Traditional profilers force a choice: perf record -e task-clock sees only on-CPU activity, while off-CPU tools like offcputime see only blocking time. Neither answers the question "where does my application spend its wall-clock time?" bperf captures both, classifies off-CPU reasons (runqueue wait, I/O wait, interruptible/uninterruptible sleep), and merges everything into a single wall-clock event.

The concept originates from the bperf paper (OSDI '24, Yonsei University), which introduced blocked samples via kernel patches to Linux. This implementation achieves the same profiling capability using eBPF on stock kernels -- no kernel patches required.

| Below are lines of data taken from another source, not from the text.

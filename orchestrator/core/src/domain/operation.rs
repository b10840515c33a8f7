// Copyright (c) 2026 100monkeys.ai
// SPDX-License-Identifier: AGPL-3.0

use crate::domain::graph::WalkDirection;
use serde::{Deserialize, Serialize};
use std::fmt;

/// Project-wide lifecycle verb.
#[derive(Debug, Clone, Copy, PartialEq, Eq, Hash, Serialize, Deserialize)]
#[serde(rename_all = "snake_case")]
pub enum Operation {
    Create,
    Up,
    Start,
    Stop,
    Pause,
    Unpause,
    Kill,
    RemoveStopped,
    Scale,
    Down,
}

impl Operation {
    pub fn direction(&self) -> WalkDirection {
        match self {
            Self::Create | Self::Up | Self::Start | Self::Unpause | Self::Scale => {
                WalkDirection::DependenciesFirst
            }
            Self::Stop | Self::Pause | Self::Kill | Self::RemoveStopped | Self::Down => {
                WalkDirection::DependentsFirst
            }
        }
    }

    pub fn as_str(&self) -> &'static str {
        match self {
            Self::Create => "create",
            Self::Up => "up",
            Self::Start => "start",
            Self::Stop => "stop",
            Self::Pause => "pause",
            Self::Unpause => "unpause",
            Self::Kill => "kill",
            Self::RemoveStopped => "remove_stopped",
            Self::Scale => "scale",
            Self::Down => "down",
        }
    }
}

impl fmt::Display for Operation {
    fn fmt(&self, f: &mut fmt::Formatter<'_>) -> fmt::Result {
        f.write_str(self.as_str())
    }
}
// Copyright (c) 2026 100monkeys.ai
// SPDX-License-Identifier: AGPL-3.0

//! Convergence Planner
//!
//! Pure decision function from (service, strategy, existing containers,
//! desired scale) to a list of [`ContainerAction`]s. Engine calls happen in
//! the execution engine; nothing here blocks.

use crate::domain::container::Container;
use crate::domain::scaling;
use crate::domain::service::Service;
use serde::{Deserialize, Serialize};
use std::fmt;
use std::str::FromStr;

#[derive(Debug, Clone, Copy, PartialEq, Eq, Hash, Default, Serialize, Deserialize)]
#[serde(rename_all = "lowercase")]
pub enum ConvergenceStrategy {
    /// Recreate when the stored fingerprint differs from the service's.
    #[default]
    Changed,
    Always,
    Never,
}

impl ConvergenceStrategy {
    pub fn as_str(&self) -> &'static str {
        match self {
            Self::Changed => "changed",
            Self::Always => "always",
            Self::Never => "never",
        }
    }

    fn should_recreate(&self, container: &Container, fingerprint: &str) -> bool {
        match self {
            Self::Never => false,
            Self::Always => true,
            Self::Changed => container.fingerprint() != Some(fingerprint),
        }
    }
}

impl FromStr for ConvergenceStrategy {
    type Err = String;

    fn from_str(s: &str) -> Result<Self, Self::Err> {
        match s {
            "changed" => Ok(Self::Changed),
            "always" => Ok(Self::Always),
            "never" => Ok(Self::Never),
            other => Err(format!(
                "unknown convergence strategy '{}', expected changed, always or never",
                other
            )),
        }
    }
}

impl fmt::Display for ConvergenceStrategy {
    fn fmt(&self, f: &mut fmt::Formatter<'_>) -> fmt::Result {
        f.write_str(self.as_str())
    }
}

#[derive(Debug, Clone, PartialEq, Eq)]
pub enum ContainerAction {
    /// Leave the container in place; up-type operations still start it.
    Keep(Container),
    /// Replace the container, carrying its volumes forward.
    Recreate(Container),
    /// No container holds this ordinal yet.
    Create { ordinal: u32 },
    /// Surplus container beyond the desired scale.
    Remove(Container),
}

impl ContainerAction {
    pub fn kind(&self) -> &'static str {
        match self {
            Self::Keep(_) => "keep",
            Self::Recreate(_) => "recreate",
            Self::Create { .. } => "create",
            Self::Remove(_) => "remove",
        }
    }
}

#[derive(Debug, Clone, Default, PartialEq, Eq)]
pub struct ConvergencePlan {
    pub service: String,
    /// Removals first (highest ordinal first), then keep / recreate by
    /// ordinal, then creations in ascending ordinal order.
    pub actions: Vec<ContainerAction>,
}

impl ConvergencePlan {
    pub fn count(&self, kind: &str) -> usize {
        self.actions.iter().filter(|a| a.kind() == kind).count()
    }

    /// True when executing the plan would not change any container.
    pub fn is_noop(&self) -> bool {
        self.actions
            .iter()
            .all(|a| matches!(a, ContainerAction::Keep(_)))
    }
}

/// Decide what to do with each container of `service`.
pub fn plan(
    service: &Service,
    strategy: ConvergenceStrategy,
    existing: Vec<Container>,
    desired_scale: u32,
) -> ConvergencePlan {
    let fingerprint = service.fingerprint();
    let decision = scaling::decide(existing, desired_scale);

    let mut actions: Vec<ContainerAction> = decision
        .remove
        .into_iter()
        .map(ContainerAction::Remove)
        .collect();

    for container in decision.retain {
        if strategy.should_recreate(&container, &fingerprint) {
            actions.push(ContainerAction::Recreate(container));
        } else {
            actions.push(ContainerAction::Keep(container));
        }
    }

    actions.extend(
        decision
            .create
            .into_iter()
            .map(|ordinal| ContainerAction::Create { ordinal }),
    );

    ConvergencePlan {
        service: service.name.clone(),
        actions,
    }
}

#[cfg(test)]
mod tests {
    use super::*;
    use crate::domain::container::ContainerState;
    use crate::domain::labels;

    fn existing(service: &Service, ordinal: u32, fingerprint: &str) -> Container {
        Container {
            id: format!("{}{}", service.name, ordinal),
            name: format!("shop_{}_{}", service.name, ordinal),
            image: service.image.clone(),
            labels: labels::encode("shop", &service.name, ordinal, fingerprint, &service.labels),
            state: ContainerState::Exited,
            mounts: vec![],
            network_mode: None,
            log_config: None,
        }
    }

    #[test]
    fn test_changed_strategy_recreates_only_on_drift() {
        let service = Service::new("web", "nginx");
        let current = existing(&service, 1, &service.fingerprint());
        let stale = existing(&service, 2, "stale");

        let plan = plan(&service, ConvergenceStrategy::Changed, vec![current, stale], 2);

        assert_eq!(plan.actions[0].kind(), "keep");
        assert_eq!(plan.actions[1].kind(), "recreate");
        assert!(!plan.is_noop());
    }

    #[test]
    fn test_never_strategy_keeps_drifted_containers() {
        let service = Service::new("web", "nginx");
        let plan = plan(
            &service,
            ConvergenceStrategy::Never,
            vec![existing(&service, 1, "stale")],
            1,
        );
        assert!(plan.is_noop());
    }

    #[test]
    fn test_always_strategy_recreates_matching_containers() {
        let service = Service::new("web", "nginx");
        let plan = plan(
            &service,
            ConvergenceStrategy::Always,
            vec![existing(&service, 1, &service.fingerprint())],
            1,
        );
        assert_eq!(plan.count("recreate"), 1);
    }

    #[test]
    fn test_no_containers_means_create() {
        let service = Service::new("web", "nginx");
        let plan = plan(&service, ConvergenceStrategy::Changed, vec![], 2);
        assert_eq!(
            plan.actions,
            vec![
                ContainerAction::Create { ordinal: 1 },
                ContainerAction::Create { ordinal: 2 }
            ]
        );
    }

    #[test]
    fn test_surplus_removed_before_other_actions() {
        let service = Service::new("web", "nginx");
        let fingerprint = service.fingerprint();
        let plan = plan(
            &service,
            ConvergenceStrategy::Changed,
            vec![
                existing(&service, 1, &fingerprint),
                existing(&service, 2, &fingerprint),
            ],
            1,
        );
        assert_eq!(plan.actions.len(), 2);
        assert!(matches!(&plan.actions[0], ContainerAction::Remove(c) if c.ordinal() == Some(2)));
        assert!(matches!(&plan.actions[1], ContainerAction::Keep(c) if c.ordinal() == Some(1)));
    }

    #[test]
    fn test_parse_strategy() {
        assert_eq!("never".parse::<ConvergenceStrategy>(), Ok(ConvergenceStrategy::Never));
        assert!("sometimes".parse::<ConvergenceStrategy>().is_err());
        assert_eq!(ConvergenceStrategy::default(), ConvergenceStrategy::Changed);
    }
}
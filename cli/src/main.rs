// Copyright (c) 2026 100monkeys.ai
// SPDX-License-Identifier: AGPL-3.0

//! # Stevedore CLI
//!
//! The `stevedore` binary drives a multi-container project described by a
//! YAML manifest against the local Docker engine.
//!
//! ## Commands
//!
//! - `stevedore up|create|start|stop|pause|unpause|kill|rm [SERVICE...]` - Lifecycle
//! - `stevedore scale SERVICE=COUNT...` - Change container counts
//! - `stevedore ps|provision|down` - Inspect, prepare and tear down the project
//! - `stevedore config show|validate|generate` - Configuration management
//!
//! Ctrl-C cancels the running operation: services already in flight finish,
//! the rest are reported as cancelled.

use anyhow::{Context, Result};
use clap::{Parser, Subcommand};
use std::path::PathBuf;

use stevedore_cli::commands::{
    self, ConfigCommand, CreateArgs, DownArgs, KillArgs, ProjectSource, PsArgs, ScaleArgs,
    ServiceArgs, StopArgs, UpArgs,
};

/// Stevedore - Run multi-container projects on Docker
#[derive(Parser)]
#[command(name = "stevedore")]
#[command(version, about, long_about = None)]
#[command(propagate_version = true)]
struct Cli {
    /// Project manifest
    #[arg(
        short,
        long,
        global = true,
        env = "STEVEDORE_FILE",
        default_value = "stevedore.yaml",
        value_name = "FILE"
    )]
    file: PathBuf,

    /// Project name (default: manifest `name`, else its directory name)
    #[arg(short, long, global = true, env = "STEVEDORE_PROJECT_NAME")]
    project_name: Option<String>,

    /// Path to configuration file (overrides discovery)
    #[arg(
        short,
        long,
        global = true,
        env = "STEVEDORE_CONFIG_PATH",
        value_name = "FILE"
    )]
    config: Option<PathBuf>,

    /// Log level (trace, debug, info, warn, error)
    #[arg(long, global = true, env = "STEVEDORE_LOG_LEVEL", default_value = "info")]
    log_level: String,

    #[command(subcommand)]
    command: Commands,
}

#[derive(Subcommand)]
enum Commands {
    /// Create and start containers, dependencies first
    Up(UpArgs),

    /// Create containers without starting them
    Create(CreateArgs),

    /// Start existing containers
    Start(ServiceArgs),

    /// Stop running containers, dependents first
    Stop(StopArgs),

    /// Pause running containers
    Pause(ServiceArgs),

    /// Unpause paused containers
    Unpause(ServiceArgs),

    /// Send a signal to running containers
    Kill(KillArgs),

    /// Remove stopped containers
    Rm(ServiceArgs),

    /// Set the number of containers for services
    ///
    /// The count holds for this invocation only. A later `stevedore up`
    /// keeps however many containers exist, or the manifest's `scale` when
    /// there are none, so `scale web=0` followed by `up` brings web back.
    Scale(ScaleArgs),

    /// List the project's containers
    Ps(PsArgs),

    /// Create the project's volumes and networks
    Provision,

    /// Stop and remove containers, networks and optionally volumes
    Down(DownArgs),

    /// Configuration management
    Config {
        #[command(subcommand)]
        command: ConfigCommand,
    },
}

#[tokio::main]
async fn main() -> Result<()> {
    dotenvy::dotenv().ok();

    let cli = Cli::parse();

    // Initialize logging
    init_logging(&cli.log_level)?;

    let source = ProjectSource {
        file: cli.file,
        project_name: cli.project_name,
        config: cli.config,
    };

    match cli.command {
        Commands::Up(args) => commands::lifecycle::up(args, &source).await,
        Commands::Create(args) => commands::lifecycle::create(args, &source).await,
        Commands::Start(args) => commands::lifecycle::start(args, &source).await,
        Commands::Stop(args) => commands::lifecycle::stop(args, &source).await,
        Commands::Pause(args) => commands::lifecycle::pause(args, &source).await,
        Commands::Unpause(args) => commands::lifecycle::unpause(args, &source).await,
        Commands::Kill(args) => commands::lifecycle::kill(args, &source).await,
        Commands::Rm(args) => commands::lifecycle::rm(args, &source).await,
        Commands::Scale(args) => commands::lifecycle::scale(args, &source).await,
        Commands::Ps(args) => commands::status::ps(args, &source).await,
        Commands::Provision => commands::status::provision(&source).await,
        Commands::Down(args) => commands::lifecycle::down(args, &source).await,
        Commands::Config { command } => commands::config::handle_command(command, &source).await,
    }
}

/// Initialize tracing subscriber for logging
fn init_logging(level: &str) -> Result<()> {
    let filter = tracing_subscriber::EnvFilter::try_from_default_env()
        .or_else(|_| tracing_subscriber::EnvFilter::try_new(level))
        .context("Failed to create log filter")?;

    tracing_subscriber::fmt()
        .with_env_filter(filter)
        .with_target(false)
        .with_thread_ids(false)
        .with_file(false)
        .with_line_number(false)
        .compact()
        .init();

    Ok(())
}
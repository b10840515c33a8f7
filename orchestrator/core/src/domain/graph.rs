// Copyright (c) 2026 100monkeys.ai
// SPDX-License-Identifier: AGPL-3.0

//! Dependency Graph
//!
//! Service-to-service references (links, volumes-from, network namespace
//! sources, `depends_on`) form a directed graph. Lifecycle operations walk it
//! in layers: `up`/`create`/`start` visit dependencies before dependents,
//! `stop`/`kill`/`pause`/`down` visit dependents first.
//!
//! Cycles are rejected when the graph is built, before any engine call.

use crate::domain::error::ProjectError;
use crate::domain::project::Project;
use petgraph::algo::{tarjan_scc, toposort};
use petgraph::graph::{DiGraph, NodeIndex};
use petgraph::Direction;
use std::collections::{HashMap, HashSet};

/// Order in which a plan is walked.
#[derive(Debug, Clone, Copy, PartialEq, Eq)]
pub enum WalkDirection {
    /// Dependencies before dependents (`up`, `create`, `start`, `unpause`).
    DependenciesFirst,
    /// Dependents before dependencies (`stop`, `kill`, `pause`, `down`).
    DependentsFirst,
}

/// Layered execution order over a set of services.
#[derive(Debug, Clone, PartialEq, Eq)]
pub struct ExecutionPlan {
    layers: Vec<Vec<String>>,
    /// For each service, the services in this plan that must finish first.
    blockers: HashMap<String, Vec<String>>,
    direction: WalkDirection,
}

impl ExecutionPlan {
    pub fn layers(&self) -> &[Vec<String>] {
        &self.layers
    }

    pub fn direction(&self) -> WalkDirection {
        self.direction
    }

    /// Services in walk order.
    pub fn services(&self) -> impl Iterator<Item = &str> {
        self.layers.iter().flatten().map(String::as_str)
    }

    pub fn blockers(&self, service: &str) -> &[String] {
        self.blockers.get(service).map(Vec::as_slice).unwrap_or(&[])
    }

    pub fn len(&self) -> usize {
        self.layers.iter().map(Vec::len).sum()
    }

    pub fn is_empty(&self) -> bool {
        self.len() == 0
    }
}

/// Directed graph with an edge `dependency -> dependent` for every reference.
#[derive(Debug, Clone)]
pub struct DependencyGraph {
    graph: DiGraph<String, ()>,
    index: HashMap<String, NodeIndex>,
    /// Project declaration order, used for deterministic tie-breaking.
    order: HashMap<String, usize>,
}

impl DependencyGraph {
    /// Build the graph for a project.
    ///
    /// # Errors
    ///
    /// `DependencyCycle` when services reference each other circularly.
    pub fn build(project: &Project) -> Result<Self, ProjectError> {
        let mut graph = DiGraph::new();
        let mut index = HashMap::new();
        let mut order = HashMap::new();

        for (position, service) in project.services().iter().enumerate() {
            let idx = graph.add_node(service.name.clone());
            index.insert(service.name.clone(), idx);
            order.insert(service.name.clone(), position);
        }

        for service in project.services() {
            let dependent = index[&service.name];
            for dependency in service.dependency_names() {
                // Unknown names are rejected by Project validation.
                if let Some(&dependency) = index.get(dependency) {
                    graph.update_edge(dependency, dependent, ());
                }
            }
        }

        let built = Self {
            graph,
            index,
            order,
        };
        built.check_for_cycles()?;
        Ok(built)
    }

    fn check_for_cycles(&self) -> Result<(), ProjectError> {
        if toposort(&self.graph, None).is_ok() {
            return Ok(());
        }

        let mut components: Vec<Vec<NodeIndex>> = tarjan_scc(&self.graph)
            .into_iter()
            .filter(|scc| scc.len() > 1 || self.graph.contains_edge(scc[0], scc[0]))
            .collect();
        components.sort_by_key(|scc| {
            scc.iter()
                .map(|idx| self.order[&self.graph[*idx]])
                .min()
                .unwrap_or(usize::MAX)
        });

        let cycle = components
            .first()
            .map(|scc| self.cycle_path(scc))
            .unwrap_or_default();
        Err(ProjectError::DependencyCycle(cycle))
    }

    /// Walk "depends on" edges inside a strongly connected component until we
    /// return to the start, producing e.g. `["web", "db", "web"]`.
    fn cycle_path(&self, scc: &[NodeIndex]) -> Vec<String> {
        let members: HashSet<NodeIndex> = scc.iter().copied().collect();
        let start = match scc.iter().min_by_key(|idx| self.order[&self.graph[**idx]]) {
            Some(start) => *start,
            None => return Vec::new(),
        };

        fn visit(
            graph: &DiGraph<String, ()>,
            members: &HashSet<NodeIndex>,
            start: NodeIndex,
            current: NodeIndex,
            path: &mut Vec<NodeIndex>,
        ) -> bool {
            for next in graph.neighbors_directed(current, Direction::Incoming) {
                if next == start {
                    return true;
                }
                if members.contains(&next) && !path.contains(&next) {
                    path.push(next);
                    if visit(graph, members, start, next, path) {
                        return true;
                    }
                    path.pop();
                }
            }
            false
        }

        let mut path = vec![start];
        visit(&self.graph, &members, start, start, &mut path);
        path.push(start);
        path.into_iter().map(|idx| self.graph[idx].clone()).collect()
    }

    /// Direct dependencies of `service`, in project order.
    pub fn dependencies(&self, service: &str) -> Vec<String> {
        self.neighbors(service, Direction::Incoming)
    }

    /// Direct dependents of `service`, in project order.
    pub fn dependents(&self, service: &str) -> Vec<String> {
        self.neighbors(service, Direction::Outgoing)
    }

    fn neighbors(&self, service: &str, direction: Direction) -> Vec<String> {
        let Some(&idx) = self.index.get(service) else {
            return Vec::new();
        };
        let mut names: Vec<String> = self
            .graph
            .neighbors_directed(idx, direction)
            .map(|n| self.graph[n].clone())
            .collect();
        names.sort_by_key(|name| self.order[name]);
        names.dedup();
        names
    }

    /// `targets` plus everything they transitively depend on, in project order.
    pub fn with_dependencies(&self, targets: &[&str]) -> Vec<String> {
        let mut included: HashSet<String> = HashSet::new();
        let mut stack: Vec<String> = targets.iter().map(|s| s.to_string()).collect();

        while let Some(name) = stack.pop() {
            if !self.index.contains_key(&name) || !included.insert(name.clone()) {
                continue;
            }
            stack.extend(self.dependencies(&name));
        }

        let mut result: Vec<String> = included.into_iter().collect();
        result.sort_by_key(|name| self.order[name]);
        result
    }

    /// Layer `services` so every service sits in a strictly later layer than
    /// any of its dependencies that are also in `services`. Services outside
    /// the set impose no ordering.
    pub fn plan(&self, services: &[String], direction: WalkDirection) -> ExecutionPlan {
        let selected: HashSet<&str> = services
            .iter()
            .map(String::as_str)
            .filter(|name| self.index.contains_key(*name))
            .collect();

        // Graph is acyclic once built, so toposort cannot fail here.
        let sorted = toposort(&self.graph, None).unwrap_or_default();

        let mut depth: HashMap<String, usize> = HashMap::new();
        for idx in sorted {
            let name = &self.graph[idx];
            if !selected.contains(name.as_str()) {
                continue;
            }
            let level = self
                .dependencies(name)
                .iter()
                .filter_map(|dep| depth.get(dep))
                .map(|d| d + 1)
                .max()
                .unwrap_or(0);
            depth.insert(name.clone(), level);
        }

        let layer_count = depth.values().max().map(|d| d + 1).unwrap_or(0);
        let mut layers: Vec<Vec<String>> = vec![Vec::new(); layer_count];
        for (name, level) in &depth {
            layers[*level].push(name.clone());
        }
        for layer in &mut layers {
            layer.sort_by_key(|name| self.order[name]);
        }

        let mut blockers = HashMap::new();
        for name in depth.keys() {
            let related = match direction {
                WalkDirection::DependenciesFirst => self.dependencies(name),
                WalkDirection::DependentsFirst => self.dependents(name),
            };
            let in_plan: Vec<String> = related
                .into_iter()
                .filter(|r| depth.contains_key(r))
                .collect();
            blockers.insert(name.clone(), in_plan);
        }

        if direction == WalkDirection::DependentsFirst {
            layers.reverse();
        }

        ExecutionPlan {
            layers,
            blockers,
            direction,
        }
    }
}

#[cfg(test)]
mod tests {
    use super::*;
    use crate::domain::service::{AccessMode, Link, NetworkMode, Service, VolumeFromSpec};

    fn names(items: &[&str]) -> Vec<String> {
        items.iter().map(|s| s.to_string()).collect()
    }

    fn sample_project() -> Project {
        Project::new(
            "shop",
            vec![
                Service::new("console", "busybox"),
                Service::new("data", "busybox"),
                Service::new("db", "busybox")
                    .with_volumes_from(VolumeFromSpec::service("data", AccessMode::ReadWrite)),
                Service::new("web", "busybox").with_link(Link::new("db")),
            ],
        )
        .unwrap()
    }

    #[test]
    fn test_transitive_dependencies() {
        let graph = DependencyGraph::build(&sample_project()).unwrap();
        assert_eq!(graph.with_dependencies(&["web"]), names(&["data", "db", "web"]));
        assert_eq!(graph.with_dependencies(&["console"]), names(&["console"]));
        assert_eq!(graph.dependents("db"), names(&["web"]));
    }

    #[test]
    fn test_layers_respect_dependencies() {
        let graph = DependencyGraph::build(&sample_project()).unwrap();
        let plan = graph.plan(
            &names(&["console", "data", "db", "web"]),
            WalkDirection::DependenciesFirst,
        );

        assert_eq!(
            plan.layers(),
            &[names(&["console", "data"]), names(&["db"]), names(&["web"])]
        );
        assert_eq!(plan.blockers("db"), names(&["data"]).as_slice());
        assert!(plan.blockers("console").is_empty());
    }

    #[test]
    fn test_reverse_walk_puts_dependents_first() {
        let graph = DependencyGraph::build(&sample_project()).unwrap();
        let plan = graph.plan(&names(&["data", "db", "web"]), WalkDirection::DependentsFirst);

        let order: Vec<&str> = plan.services().collect();
        assert_eq!(order, vec!["web", "db", "data"]);
        assert_eq!(plan.blockers("db"), names(&["web"]).as_slice());
    }

    #[test]
    fn test_plan_ignores_dependencies_outside_selection() {
        let graph = DependencyGraph::build(&sample_project()).unwrap();
        let plan = graph.plan(&names(&["db"]), WalkDirection::DependenciesFirst);

        assert_eq!(plan.layers(), &[names(&["db"])]);
        assert!(plan.blockers("db").is_empty());
    }

    #[test]
    fn test_cycle_is_rejected() {
        let project = Project::new(
            "shop",
            vec![
                Service::new("a", "busybox").with_link(Link::new("b")),
                Service::new("b", "busybox").with_depends_on("c"),
                Service::new("c", "busybox").with_network_mode(NetworkMode::Service("a".to_string())),
            ],
        )
        .unwrap();

        match DependencyGraph::build(&project) {
            Err(ProjectError::DependencyCycle(path)) => {
                assert_eq!(path, names(&["a", "b", "c", "a"]));
            }
            other => panic!("expected cycle, got {:?}", other),
        }
    }

    #[test]
    fn test_self_reference_is_a_cycle() {
        let project = Project::new(
            "shop",
            vec![Service::new("a", "busybox").with_depends_on("a")],
        )
        .unwrap();

        assert!(matches!(
            DependencyGraph::build(&project),
            Err(ProjectError::DependencyCycle(path)) if path == names(&["a", "a"])
        ));
    }
}
// Copyright (c) 2026 100monkeys.ai
// SPDX-License-Identifier: AGPL-3.0

//! Scaling decisions.
//!
//! Low ordinals form the stable set: scaling down removes the highest
//! ordinals first, scaling up continues from `max(existing) + 1` so a new
//! container never shares an ordinal with a retained one.

use crate::domain::container::Container;

#[derive(Debug, Clone, Default, PartialEq, Eq)]
pub struct ScaleDecision {
    /// Containers that stay, lowest ordinal first.
    pub retain: Vec<Container>,
    /// Containers to stop and remove, highest ordinal first.
    pub remove: Vec<Container>,
    /// Ordinals to create, ascending.
    pub create: Vec<u32>,
}

/// Split `existing` into retained / removed containers and the ordinals to
/// create so that exactly `desired` containers remain.
///
/// Containers without a decodable ordinal are ignored; they are not ours.
pub fn decide(existing: Vec<Container>, desired: u32) -> ScaleDecision {
    let mut owned: Vec<(u32, Container)> = existing
        .into_iter()
        .filter_map(|c| c.ordinal().map(|ordinal| (ordinal, c)))
        .collect();
    owned.sort_by_key(|(ordinal, _)| *ordinal);

    let desired = desired as usize;
    let next_ordinal = owned.last().map(|(ordinal, _)| ordinal + 1).unwrap_or(1);

    if owned.len() > desired {
        let mut removed: Vec<Container> = owned.split_off(desired).into_iter().map(|(_, c)| c).collect();
        removed.reverse();
        return ScaleDecision {
            retain: owned.into_iter().map(|(_, c)| c).collect(),
            remove: removed,
            create: Vec::new(),
        };
    }

    let missing = (desired - owned.len()) as u32;
    ScaleDecision {
        retain: owned.into_iter().map(|(_, c)| c).collect(),
        remove: Vec::new(),
        create: (next_ordinal..next_ordinal + missing).collect(),
    }
}

/// Desired container count for a service: an explicit override wins, then
/// the number of containers that already exist, then the declared scale.
///
/// Zero is a valid answer from every source; a no-argument `up` after scaling
/// to zero keeps the service at zero.
pub fn resolve_desired_scale(explicit: Option<u32>, existing: usize, declared: u32) -> u32 {
    match explicit {
        Some(scale) => scale,
        None if existing > 0 => existing as u32,
        None => declared,
    }
}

Wall-clock flamegraph of MySQL under sysbench

Two-tone wall-clock flamegraph for MySQl (one connection thread).

How It Works

  • On-CPU: perf_event_open(task-clock) samples at a configurable frequency
  • Off-CPU: BPF program on tp_btf/sched_switch captures every blocking episode with kernel + user stacks and duration
  • Both streams share CLOCK_MONOTONIC timestamps and are merged into a single perf.data with one unified wall-clock event attribute

See DESIGN.md for the full architecture, BPF program details, and perf.data output format.

Requirements

Requirement Minimum Tested With
Linux kernel 6.1+ with BTF 6.8.0-106-generic (aarch64)
CONFIG_DEBUG_INFO_BTF =y Required for CO-RE / tp_btf
CONFIG_BPF_SYSCALL =y Required for BPF
clang/llvm 14+ clang-18, llvm-18
libbpf 1.0+ 1.3.0 (libbpf-dev)
libelf any libelf-dev
bpftool 5.15+ 7.4.0

NOTE: Install pahole package before reconfigure and build linux kernel.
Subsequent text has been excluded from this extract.